Wikipedia is a very unreliable source, especially when it comes to Soviet cosmonautics. Therefore, I will comment on the phrase "signal to stop firing the engine Block E stage was sent too late"

Source https://www.kik-sssr.ru/RUP-s.htm

При пусках первых лунных космических аппаратов, для более точного наведения ракеты-носителя на начальном участке и качественного выведения третьей ступени в точку запуска ее двигателей, осуществлялось радиоуправление на участке работы 2-й ступени изделия 8К72. Его осуществляли пункты радиоуправления.

During the launches of the first lunar spacecraft, for more accurate guidance of the launch vehicle in the initial section and high-quality launch of the third stage to the launch point of its engines, radio control was carried out in the operation section of the 2nd stage of the 8K72 orbital launch vehicle. It was carried out by radio control points.

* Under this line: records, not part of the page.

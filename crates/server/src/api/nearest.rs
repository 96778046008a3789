use std::sync::Arc;

use crate::{dto::NearestDto, state::AppState};
use axum::{
    Json,
    extract::State,
    http::StatusCode,
    response::{IntoResponse, Response},
};
use nearmark::request::Request;
use tracing::warn;

pub async fn nearest(
    State(state): State<Arc<AppState>>,
    Json(request): Json<Request>,
) -> Result<Response, (StatusCode, String)> {
    match state.finder.solve(&request) {
        Ok(name) => Ok(Json(NearestDto { name }).into_response()),
        Err(err) => {
            warn!("Rejected request: {err}");
            Err((StatusCode::BAD_REQUEST, err.to_string()))
        }
    }
}
use thiserror::Error;
use tracing::debug;

use crate::{
    request::{self, Config, Marker, Request},
    shared::geo::{Coordinate, CoordinateError, Distance},
};

#[derive(Error, Debug, Clone, PartialEq)]
pub enum Error {
    #[error("Invalid coordinate: {0}")]
    InvalidCoordinate(#[from] CoordinateError),
    #[error("Incorrect markers amount: {count}")]
    InvalidInput { count: usize },
    #[error("Malformed request: {0}")]
    Request(#[from] request::Error),
}

/// Scans `markers` for the one closest to `reference`.
/// On equal distances the earlier marker is kept.
pub fn nearest<'a>(
    reference: &Coordinate,
    markers: &'a [Marker],
) -> Option<(&'a Marker, Distance)> {
    let mut best: Option<(&Marker, Distance)> = None;
    for marker in markers {
        let distance = reference.distance(&marker.coordinate);
        if best.is_none_or(|(_, current)| distance < current) {
            best = Some((marker, distance));
        }
    }
    best
}

/// Solves `request` with the default [`Config`].
pub fn solve(request: &Request) -> Result<String, Error> {
    Finder::default().solve(request)
}

#[derive(Debug, Default, Clone, Copy)]
pub struct Finder {
    config: Config,
}

impl Finder {
    pub fn new(config: Config) -> Self {
        Self { config }
    }

    pub fn config(&self) -> &Config {
        &self.config
    }

    /// Returns the name of the marker nearest to the request position.
    ///
    /// The reference coordinate is validated first, then the marker count,
    /// both before any distance is computed. The first invalid coordinate
    /// aborts the whole scan.
    pub fn solve(&self, request: &Request) -> Result<String, Error> {
        let reference: Coordinate = request
            .reference_position(self.config.policy)?
            .try_into()?;

        let count = request.marker_count();
        if !self.config.accepts(count) {
            return Err(Error::InvalidInput { count });
        }
        debug!("Searching {count} markers around {reference}");

        let markers = request
            .markers()
            .iter()
            .enumerate()
            .map(|(index, raw)| -> Result<Marker, Error> {
                let (name, position) = raw.resolve(self.config.policy, index)?;
                Ok(Marker::new(name, Coordinate::try_from(position)?))
            })
            .collect::<Result<Vec<_>, _>>()?;

        // Only empty when the config admits zero markers.
        let Some((marker, distance)) = nearest(&reference, &markers) else {
            return Ok(String::new());
        };
        debug!("Nearest marker is {:?} at {distance}", marker.name);
        Ok(marker.name.clone())
    }
}

#[cfg(test)]
mod tests {
    use super::*;

    #[test]
    fn nearest_keeps_first_on_tie() {
        let reference = Coordinate::new(0.0, 0.0).unwrap();
        let markers = vec![
            Marker::from_degrees("east", 0.0, 10.0).unwrap(),
            Marker::from_degrees("west", 0.0, -10.0).unwrap(),
        ];
        let (marker, _) = nearest(&reference, &markers).unwrap();
        assert_eq!(marker.name, "east");
    }

    #[test]
    fn nearest_of_nothing() {
        let reference = Coordinate::new(0.0, 0.0).unwrap();
        assert!(nearest(&reference, &[]).is_none());
    }

    #[test]
    fn zero_markers_allowed_by_config() {
        let config = Config {
            min_markers: 0,
            ..Default::default()
        };
        let request = Request::new([0.0, 0.0]);
        assert_eq!(Finder::new(config).solve(&request), Ok(String::new()));
    }
}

Система радиоуправления входила в связь с ракеты-носителя перед разделением ступеней на 110-й секунде, когда прекращалось изменение тангажа, и ракеты-носителя ложилась на участок разгона 2-й ступени с постоянным тангажом под углом 42°, на который выставлялись пеленгаторы пунктов радиоуправления. Вторая ступень оканчивала работу после выдачи предварительной (выключение основных двигателей блока Ц) и главной команд (выключение рулевых двигателей блока Ц) в районе 300-310 секунд.

The radio control system entered into communication with the launch vehicle before the separation of the stages at the 110th second, when the pitch change stopped, and the launch vehicle lay on the acceleration section of the 2nd stage with a constant pitch at an angle of 42 °, to which the direction finders of the radio control points were set. The second stage finished its work after issuing preliminary (turning off the main engines of the C block) and main commands (turning off the steering engines of the C block) in the region of 300-310 seconds.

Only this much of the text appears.